Lead organisation - University of Portsmouth

Context

It asked: How can we enhance the significance of submerged and displayed wrecks by using a sample of submerged Protected Wrecks (and nearby unprotected wrecks) in the English Channel (The Needles, Mary Rose and Holland 5) and displayed wrecks (Mary Rose and Holland 1) and by employing new stakeholder processes for elevating the significance of underwater wrecks in relation to displayed wrecks.

To demonstrate the potential of a national collection, People and the Sea

  • enhanced audience engagement through presenting shipwrecks through new visual material and data sources.
  • tested how to connect collections through surveys, recovered artefacts, images, documents and interactive experiences.
  • investigated how to make it easier for people to access wrecks through the application of Artificial Intelligence and Extended/Augmented/Virtual Reality.
  • discovered new stories from physical and digital archives.

Aim

People and the Sea aimed to share the exciting stories within submerged and museum-displayed by creating new ways of imagining, understanding and valuing them.

Visual images already convey the other-worldly excitement and mystery of submerged shipwrecks. Being able to see, smell and touch recovered objects and ships helps people to imagine shipwreck worlds and blend the tangible and intangible.
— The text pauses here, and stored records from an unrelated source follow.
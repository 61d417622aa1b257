// Ayurvedic vocabulary. Each inner slice is one synonym group: the common
// name first, then scientific or alternate names.

pub const HERBS: &[&[&str]] = &[
    &["ashwagandha", "withania somnifera"],
    &["turmeric", "curcuma longa", "curcumin"],
    &["brahmi", "bacopa monnieri"],
    &["tulsi", "ocimum sanctum", "holy basil"],
    &["amla", "emblica officinalis"],
    &["neem", "azadirachta indica"],
    &["guduchi", "tinospora cordifolia"],
    &["shankhpushpi", "convolvulus pluricaulis"],
    &["arjuna", "terminalia arjuna"],
    &["shatavari", "asparagus racemosus"],
    &["gokshura", "tribulus terrestris"],
    &["punarnava", "boerhavia diffusa"],
];

pub const FORMULATIONS: &[&[&str]] = &[
    &["triphala"],
    &["chyawanprash"],
    &["saraswatarishta"],
    &["dashmularishta"],
    &["arjunarishta"],
    &["ashokarishta"],
    &["brahmi ghrita"],
    &["medhya rasayana"],
];

pub const PRACTICES: &[&[&str]] = &[
    &["panchakarma"],
    &["abhyanga"],
    &["shirodhara"],
    &["nasya"],
    &["basti"],
    &["virechana"],
    &["vamana"],
    &["raktamokshana"],
    &["yoga"],
    &["pranayama"],
    &["meditation"],
];

pub const CONCEPTS: &[&[&str]] = &[
    &["dosha"],
    &["vata"],
    &["pitta"],
    &["kapha"],
    &["ama"],
    &["ojas"],
    &["tejas"],
    &["prana"],
    &["rasayana"],
    &["vajikarana"],
    &["medhya"],
    &["balya"],
    &["dipana"],
    &["pachana"],
];

pub const CONDITIONS: &[&[&str]] = &[
    &["anxiety", "stress"],
    &["depression"],
    &["diabetes"],
    &["arthritis"],
    &["hypertension"],
    &["insomnia", "sleep"],
    &["digestive disorders"],
    &["respiratory disorders"],
    &["skin diseases"],
    &["inflammation"],
];

pub const INCLUDE_KEYWORDS: &[&str] = &[
    "ayurveda",
    "ayurvedic",
    "triphala",
    "ashwagandha",
    "turmeric",
    "panchakarma",
    "dosha",
    "vata",
    "pitta",
    "kapha",
    "rasayana",
    "herbal remedy",
    "natural remedy",
    "brahmi",
    "tulsi",
];

pub const EXCLUDE_KEYWORDS: &[&str] = &[
    "antibiotic",
    "chemotherapy",
    "radiotherapy",
    "antiviral",
    "vaccine",
    "corticosteroids",
    "ibuprofen",
    "antidepressant",
    "metformin",
    "placebo-controlled",
    "oncology",
    "radiation",
    "pharmaceutical",
    "prescription drugs",
];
People and the Sea looked at four key areas:

  1. How to digitally connect the museum-based Mary Rose and Holland 1 to the underwater Holland 5 and Mary Rose; investigating the Needles Protected Wrecks and nearby non-protected wrecks to link individuals and coastal communities through their investigation, people, rescue, and display.
  2. How to connect known digital wreck evidence to new archival discoveries.
  3. How to create experimental extended reality (XR) encounters and probe audience connections to wrecks by exploring Holland 1, Holland 5, and Mary Rose through digital scans.
  4. Assessing how today’s communities interact with wrecks and how we can work with them to co-design new learning tools. This involves the public, school and university students, volunteers, museums, wreck divers and researchers.

People and the sea sought to present wrecks within their wider social, emotional, geographical, or technological contexts. We also considered methods of recording and recovering them to connect more wrecks to each other and to onshore sites, such as dockyards, shipbuilding yards, and lighthouses.
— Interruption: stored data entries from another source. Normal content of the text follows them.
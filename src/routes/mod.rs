//! API Routes
//!
//! HTTP surface of the research pipeline:
//! - `/api/answer` - Run the pipeline for one query
//! - `/api/health` - Health checks

pub mod answer;
pub mod health;

use axum::{
    http::StatusCode,
    response::{IntoResponse, Response},
    Json, Router,
};
use tower_http::trace::TraceLayer;
use tracing::info;

use crate::middleware::apply_cors;
use crate::models::{AppState, ErrorResponse};
use crate::types::AppError;

/// Create the main application router
pub fn create_router(state: AppState) -> Router {
    info!("Creating application router");

    let origins = state.config.server.cors_allowed_origins.clone();
    let router = Router::new()
        .merge(answer::router(state.clone()))
        .merge(health::router(state))
        .layer(TraceLayer::new_for_http());

    apply_cors(router, &origins)
}

impl AppError {
    pub fn status_code(&self) -> StatusCode {
        match self {
            AppError::InvalidRequest(_) => StatusCode::BAD_REQUEST,
            AppError::Schema(_) => StatusCode::UNPROCESSABLE_ENTITY,
            AppError::Upstream(_) => StatusCode::BAD_GATEWAY,
            AppError::Timeout(_) => StatusCode::GATEWAY_TIMEOUT,
            AppError::Config(_) | AppError::Internal(_) => StatusCode::INTERNAL_SERVER_ERROR,
        }
    }
}

impl IntoResponse for AppError {
    fn into_response(self) -> Response {
        let body = ErrorResponse {
            error: self.to_string(),
            kind: self.kind().to_string(),
        };
        (self.status_code(), Json(body)).into_response()
    }
}
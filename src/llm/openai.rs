// OpenAI-compatible chat completions adapter.
// Also serves Groq and OpenRouter, which expose the same wire format.

use crate::llm::provider::LLMAdapter;
use crate::types::{AppError, AppResult, LLMRequest, LLMResponse, ResponseFormat, TokenUsage};
use async_trait::async_trait;
use reqwest::Client;
use serde::{Deserialize, Serialize};

pub const OPENAI_API_BASE: &str = "https://api.openai.com/v1";
pub const GROQ_API_BASE: &str = "https://api.groq.com/openai/v1";
pub const OPENROUTER_API_BASE: &str = "https://openrouter.ai/api/v1";

pub struct OpenAIAdapter {
    client: Client,
    api_key: String,
    api_base: String,
}

#[derive(Serialize)]
struct ChatRequest<'a> {
    model: &'a str,
    messages: Vec<ChatMessage<'a>>,
    #[serde(skip_serializing_if = "Option::is_none")]
    max_tokens: Option<u32>,
    #[serde(skip_serializing_if = "Option::is_none")]
    temperature: Option<f32>,
    #[serde(skip_serializing_if = "Option::is_none")]
    response_format: Option<serde_json::Value>,
}

#[derive(Serialize)]
struct ChatMessage<'a> {
    role: &'a str,
    content: &'a str,
}

#[derive(Deserialize)]
struct ChatResponse {
    choices: Vec<ChatChoice>,
    #[serde(default)]
    usage: Option<ChatUsage>,
}

#[derive(Deserialize)]
struct ChatChoice {
    message: ChatResponseMessage,
    #[serde(default)]
    finish_reason: Option<String>,
}

#[derive(Deserialize)]
struct ChatResponseMessage {
    #[serde(default)]
    content: Option<String>,
}

#[derive(Deserialize)]
struct ChatUsage {
    prompt_tokens: u32,
    completion_tokens: u32,
    total_tokens: u32,
}

#[derive(Deserialize)]
struct ErrorResponse {
    error: ErrorBody,
}

#[derive(Deserialize)]
struct ErrorBody {
    message: String,
    #[serde(rename = "type")]
    error_type: Option<String>,
}

impl OpenAIAdapter {
    pub fn new_with_api_base(api_key: &str, api_base: &str) -> Self {
        Self {
            client: Client::new(),
            api_key: api_key.to_string(),
            api_base: api_base.trim_end_matches('/').to_string(),
        }
    }

    fn response_format(format: &ResponseFormat) -> Option<serde_json::Value> {
        match format {
            ResponseFormat::Text => None,
            ResponseFormat::JsonSchema { name, schema } => Some(serde_json::json!({
                "type": "json_schema",
                "json_schema": {
                    "name": name,
                    "schema": schema,
                    "strict": false
                }
            })),
        }
    }

    fn build_body<'a>(request: &'a LLMRequest) -> ChatRequest<'a> {
        let mut messages = Vec::with_capacity(request.messages.len() + 1);
        if let Some(system) = &request.system_instruction {
            messages.push(ChatMessage { role: "system", content: system });
        }
        messages.extend(request.messages.iter().map(|m| ChatMessage {
            role: m.role.as_str(),
            content: m.content.as_str(),
        }));

        ChatRequest {
            model: &request.model,
            messages,
            max_tokens: request.max_tokens,
            temperature: request.temperature,
            response_format: request.response_format.as_ref().and_then(Self::response_format),
        }
    }
}

#[async_trait]
impl LLMAdapter for OpenAIAdapter {
    async fn create_chat_completion(&self, request: &LLMRequest) -> AppResult<LLMResponse> {
        let url = format!("{}/chat/completions", self.api_base);

        let response = self
            .client
            .post(&url)
            .bearer_auth(&self.api_key)
            .json(&Self::build_body(request))
            .send()
            .await
            .map_err(|e| AppError::Upstream(format!("Chat completion request failed: {}", e)))?;

        let status = response.status();
        if !status.is_success() {
            let error_text = response.text().await.unwrap_or_default();
            if let Ok(error_response) = serde_json::from_str::<ErrorResponse>(&error_text) {
                return Err(AppError::Upstream(format!(
                    "Chat completion API error ({}): {} (type: {:?})",
                    status, error_response.error.message, error_response.error.error_type
                )));
            }
            return Err(AppError::Upstream(format!(
                "Chat completion API error ({}): {}",
                status, error_text
            )));
        }

        let chat: ChatResponse = response
            .json()
            .await
            .map_err(|e| AppError::Upstream(format!("Failed to parse chat completion: {}", e)))?;

        let choice = chat
            .choices
            .into_iter()
            .next()
            .ok_or_else(|| AppError::Upstream("Chat completion returned no choices".to_string()))?;

        let usage = chat
            .usage
            .map(|u| TokenUsage {
                prompt_tokens: u.prompt_tokens,
                completion_tokens: u.completion_tokens,
                total_tokens: u.total_tokens,
            })
            .unwrap_or_default();

        Ok(LLMResponse {
            content: choice.message.content.unwrap_or_default(),
            finish_reason: choice.finish_reason.unwrap_or_else(|| "stop".to_string()),
            usage,
        })
    }
}

#[cfg(test)]
mod tests {
    use super::*;
    use crate::types::LLMMessage;

    #[test]
    fn test_system_instruction_goes_first() {
        let request = LLMRequest::new("gpt-4o-mini", "be terse", "hi");
        let body = serde_json::to_value(OpenAIAdapter::build_body(&request)).unwrap();
        assert_eq!(body["messages"][0]["role"], "system");
        assert_eq!(body["messages"][0]["content"], "be terse");
        assert_eq!(body["messages"][1]["role"], "user");
        assert!(body.get("response_format").is_none());
    }

    #[test]
    fn test_json_schema_response_format() {
        let mut request = LLMRequest::new("gpt-4o-mini", "sys", "hi")
            .with_response_format(ResponseFormat::JsonSchema {
                name: "Thing".to_string(),
                schema: serde_json::json!({"type": "object"}),
            });
        request.messages.push(LLMMessage::assistant("prior"));
        let body = serde_json::to_value(OpenAIAdapter::build_body(&request)).unwrap();
        assert_eq!(body["response_format"]["type"], "json_schema");
        assert_eq!(body["response_format"]["json_schema"]["name"], "Thing");
        assert_eq!(body["messages"].as_array().unwrap().len(), 3);
    }

    #[test]
    fn test_api_base_trailing_slash() {
        let adapter = OpenAIAdapter::new_with_api_base("k", "http://localhost:1234/v1/");
        assert_eq!(adapter.api_base, "http://localhost:1234/v1");
    }
}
To assess where the Solent and Channel maritime archives, digital collections, and searchable databases aren’t connected, team members researched known digital data and archival wreck data. They also explored how Solent and Channel collections might be connected digitally, so that the public and researchers can better understand connections between people and the sea.

Building on exploring maritime heritage digital and immersive resources with pre-existing audiences, students became a potential future 'researcher' audience. Immersive technology allowed a wide range of audiences to explore new routes into wreck and maritime stories, following their own interests.

Outputs

People and the Sea achieved a significant number of public engagement outcomes:

  • Mary Rose Museum and the University of Portsmouth’s Immersive Co-Creation Subgroup garnered positive visitor feedback about new Extended Reality animations to attract and retain visitors and address misconceptions about Mary Rose. This helped to refine cultural mapping for audience and visitor engagement.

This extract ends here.